//! Card collection store.
//!
//! Holds the loaded card list, debounces repeated loads, and funnels every
//! mutation through a forced reload so the list always reflects the backend.

use crate::{StoreError, StoreResult};
use aliens_backend::records::{self, CardRecord, ListResult};
use aliens_backend::{BackendError, ListQuery, PocketBaseClient};
use aliens_types::Card;
use std::sync::Arc;
use std::time::{Duration, Instant};
use tokio::sync::{Mutex, RwLock};

/// Language filter value meaning "no filter".
pub const ALL_LANGUAGES: &str = "all";

const LOAD_DEBOUNCE: Duration = Duration::from_secs(2);

/// Admission control for list loads. One load runs at a time, and unforced
/// loads inside the debounce window are dropped.
#[derive(Debug)]
struct LoadGate {
    window: Duration,
    in_flight: bool,
    last_finished: Option<Instant>,
}

impl LoadGate {
    fn new(window: Duration) -> Self {
        Self {
            window,
            in_flight: false,
            last_finished: None,
        }
    }

    /// Try to admit a load at `now`. Forced loads always run; unforced
    /// loads are dropped while a load is in flight or inside the debounce
    /// window.
    fn try_begin(&mut self, forced: bool, now: Instant) -> bool {
        if !forced {
            if self.in_flight {
                return false;
            }
            if let Some(last) = self.last_finished {
                if now.duration_since(last) < self.window {
                    return false;
                }
            }
        }
        self.in_flight = true;
        true
    }

    fn finish(&mut self, now: Instant) {
        self.in_flight = false;
        self.last_finished = Some(now);
    }
}

/// Fields of a new card.
#[derive(Debug, Clone)]
pub struct NewCard {
    pub title: String,
    pub text: String,
    pub language: String,
}

/// Partial card update. `None` fields are left untouched.
#[derive(Debug, Clone, Default)]
pub struct CardPatch {
    pub title: Option<String>,
    pub text: Option<String>,
    pub language: Option<String>,
}

/// Store for the card collection.
pub struct CardStore {
    client: Arc<PocketBaseClient>,
    cards: RwLock<Vec<Card>>,
    gate: Mutex<LoadGate>,
    last_error: RwLock<Option<String>>,
}

impl CardStore {
    pub fn new(client: Arc<PocketBaseClient>) -> Self {
        Self {
            client,
            cards: RwLock::new(Vec::new()),
            gate: Mutex::new(LoadGate::new(LOAD_DEBOUNCE)),
            last_error: RwLock::new(None),
        }
    }

    /// Snapshot of the loaded cards, newest first.
    pub async fn cards(&self) -> Vec<Card> {
        self.cards.read().await.clone()
    }

    /// The user-facing message of the last failed operation, if any.
    pub async fn last_error(&self) -> Option<String> {
        self.last_error.read().await.clone()
    }

    /// Load the card list. Unforced calls are debounced and skipped while a
    /// load is already running; mutations reload with `forced = true`.
    pub async fn load(&self, forced: bool) -> StoreResult<()> {
        {
            let mut gate = self.gate.lock().await;
            if !gate.try_begin(forced, Instant::now()) {
                tracing::debug!(forced, "card load skipped");
                return Ok(());
            }
        }

        let result = self.fetch_all().await;
        self.gate.lock().await.finish(Instant::now());

        match result {
            Ok(cards) => {
                tracing::debug!(count = cards.len(), "cards loaded");
                *self.cards.write().await = cards;
                *self.last_error.write().await = None;
                Ok(())
            }
            Err(e) => Err(self.record_failure(e, "Failed to load cards").await),
        }
    }

    async fn fetch_all(&self) -> StoreResult<Vec<Card>> {
        let query = ListQuery::default().sort("-created").expand("author");
        let list: ListResult<CardRecord> = self.client.list(records::CARDS, &query).await?;
        let base_url = self.client.base_url().to_string();
        Ok(list
            .items
            .into_iter()
            .map(|record| record.into_card(Some(&base_url)))
            .collect())
    }

    /// Create a card owned by the current user, then reload the list.
    pub async fn create_card(&self, card: &NewCard) -> StoreResult<()> {
        let author = self.require_user_id()?;
        let body = serde_json::json!({
            "title": card.title,
            "text": card.text,
            "language": card.language,
            "author": author,
        });

        let created: Result<CardRecord, _> = self.client.create(records::CARDS, &body).await;
        if let Err(e) = created {
            return Err(self.record_failure(e.into(), "Failed to create card").await);
        }
        self.load(true).await
    }

    /// Patch a card, then reload the list.
    pub async fn update_card(&self, card_id: &str, patch: &CardPatch) -> StoreResult<()> {
        let mut body = serde_json::Map::new();
        if let Some(title) = &patch.title {
            body.insert("title".into(), title.clone().into());
        }
        if let Some(text) = &patch.text {
            body.insert("text".into(), text.clone().into());
        }
        if let Some(language) = &patch.language {
            body.insert("language".into(), language.clone().into());
        }

        let updated: Result<CardRecord, _> =
            self.client.update(records::CARDS, card_id, &body).await;
        if let Err(e) = updated {
            return Err(self.record_failure(e.into(), "Failed to update card").await);
        }
        self.load(true).await
    }

    /// Delete a card, then reload the list. Whether the caller may delete is
    /// the backend's call; a rejection surfaces as an error here.
    pub async fn delete_card(&self, card_id: &str) -> StoreResult<()> {
        if let Err(e) = self.client.delete(records::CARDS, card_id).await {
            return Err(self.record_failure(e.into(), "Failed to delete card").await);
        }
        self.load(true).await
    }

    /// Find a loaded card by id.
    pub async fn card_by_id(&self, card_id: &str) -> Option<Card> {
        self.cards
            .read()
            .await
            .iter()
            .find(|card| card.id == card_id)
            .cloned()
    }

    /// Loaded cards in the given language; [`ALL_LANGUAGES`] returns all.
    pub async fn cards_by_language(&self, language: &str) -> Vec<Card> {
        let cards = self.cards.read().await;
        if language == ALL_LANGUAGES {
            return cards.clone();
        }
        cards
            .iter()
            .filter(|card| card.language == language)
            .cloned()
            .collect()
    }

    /// Distinct languages across the loaded cards, sorted.
    pub async fn available_languages(&self) -> Vec<String> {
        let mut languages: Vec<String> = self
            .cards
            .read()
            .await
            .iter()
            .map(|card| card.language.clone())
            .collect();
        languages.sort();
        languages.dedup();
        languages
    }

    fn require_user_id(&self) -> StoreResult<String> {
        self.client
            .token()
            .map(|t| t.record_id)
            .ok_or(StoreError::Backend(BackendError::NotAuthenticated))
    }

    /// Record a generic user-facing message and log the detail.
    async fn record_failure(&self, error: StoreError, message: &str) -> StoreError {
        tracing::error!(error = %error, "{message}");
        *self.last_error.write().await = Some(message.to_string());
        error
    }
}

#[cfg(test)]
mod tests {
    use super::*;
    use aliens_types::Author;

    fn card(id: &str, language: &str) -> Card {
        Card {
            id: id.into(),
            title: format!("card {id}"),
            text: String::new(),
            language: language.into(),
            author: Author::Unknown,
        }
    }

    fn store_with_cards(cards: Vec<Card>) -> CardStore {
        let store = CardStore::new(Arc::new(PocketBaseClient::new("http://127.0.0.1:1")));
        *store.cards.try_write().unwrap() = cards;
        store
    }

    #[test]
    fn gate_admits_first_load() {
        let mut gate = LoadGate::new(LOAD_DEBOUNCE);
        assert!(gate.try_begin(false, Instant::now()));
    }

    #[test]
    fn gate_drops_unforced_load_while_in_flight() {
        let mut gate = LoadGate::new(LOAD_DEBOUNCE);
        let now = Instant::now();
        assert!(gate.try_begin(false, now));
        assert!(!gate.try_begin(false, now));
    }

    #[test]
    fn gate_admits_forced_reload_while_unforced_load_in_flight() {
        // A mutation's forced reload must run even when a list load is
        // already in flight, or the cache would stay stale.
        let mut gate = LoadGate::new(LOAD_DEBOUNCE);
        let now = Instant::now();
        assert!(gate.try_begin(false, now));
        assert!(gate.try_begin(true, now));
    }

    #[test]
    fn gate_debounces_unforced_loads() {
        let mut gate = LoadGate::new(LOAD_DEBOUNCE);
        let start = Instant::now();
        assert!(gate.try_begin(false, start));
        gate.finish(start);

        assert!(!gate.try_begin(false, start + Duration::from_millis(500)));
        assert!(gate.try_begin(false, start + Duration::from_secs(3)));
    }

    #[test]
    fn gate_forced_load_bypasses_debounce() {
        let mut gate = LoadGate::new(LOAD_DEBOUNCE);
        let start = Instant::now();
        assert!(gate.try_begin(false, start));
        gate.finish(start);

        assert!(gate.try_begin(true, start + Duration::from_millis(100)));
    }

    #[tokio::test]
    async fn load_requires_a_token() {
        let store = CardStore::new(Arc::new(PocketBaseClient::new("http://127.0.0.1:1")));
        let result = store.load(false).await;
        assert!(matches!(
            result,
            Err(StoreError::Backend(BackendError::NotAuthenticated))
        ));
        assert_eq!(
            store.last_error().await.as_deref(),
            Some("Failed to load cards")
        );
    }

    #[tokio::test]
    async fn create_requires_a_token_before_any_network_call() {
        let store = CardStore::new(Arc::new(PocketBaseClient::new("http://127.0.0.1:1")));
        let result = store
            .create_card(&NewCard {
                title: "t".into(),
                text: "x".into(),
                language: "English".into(),
            })
            .await;
        assert!(matches!(
            result,
            Err(StoreError::Backend(BackendError::NotAuthenticated))
        ));
    }

    #[tokio::test]
    async fn card_by_id_finds_loaded_cards() {
        let store = store_with_cards(vec![card("c1", "English"), card("c2", "German")]);
        assert!(store.card_by_id("c2").await.is_some());
        assert!(store.card_by_id("missing").await.is_none());
    }

    #[tokio::test]
    async fn cards_by_language_filters_with_all_sentinel() {
        let store = store_with_cards(vec![
            card("c1", "English"),
            card("c2", "German"),
            card("c3", "English"),
        ]);

        assert_eq!(store.cards_by_language("English").await.len(), 2);
        assert_eq!(store.cards_by_language("French").await.len(), 0);
        assert_eq!(store.cards_by_language(ALL_LANGUAGES).await.len(), 3);
    }

    #[tokio::test]
    async fn available_languages_are_distinct_and_sorted() {
        let store = store_with_cards(vec![
            card("c1", "German"),
            card("c2", "English"),
            card("c3", "German"),
        ]);

        assert_eq!(store.available_languages().await, vec!["English", "German"]);
    }
}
----------------------------------------
◆ TASK: The expected output is exactly the lines of the listing above between the line holding "if let Err(e) = created" and the line holding "pub async fn delete_card(&self, card_id: &str)", inclusive.

◆ ANSWER SPACE:
        if let Err(e) = created {
            return Err(self.record_failure(e.into(), "Failed to create card").await);
        }
        self.load(true).await
    }

    /// Patch a card, then reload the list.
    pub async fn update_card(&self, card_id: &str, patch: &CardPatch) -> StoreResult<()> {
        let mut body = serde_json::Map::new();
        if let Some(title) = &patch.title {
            body.insert("title".into(), title.clone().into());
        }
        if let Some(text) = &patch.text {
            body.insert("text".into(), text.clone().into());
        }
        if let Some(language) = &patch.language {
            body.insert("language".into(), language.clone().into());
        }

        let updated: Result<CardRecord, _> =
            self.client.update(records::CARDS, card_id, &body).await;
        if let Err(e) = updated {
            return Err(self.record_failure(e.into(), "Failed to update card").await);
        }
        self.load(true).await
    }

    /// Delete a card, then reload the list. Whether the caller may delete is
    /// the backend's call; a rejection surfaces as an error here.
    pub async fn delete_card(&self, card_id: &str) -> StoreResult<()> {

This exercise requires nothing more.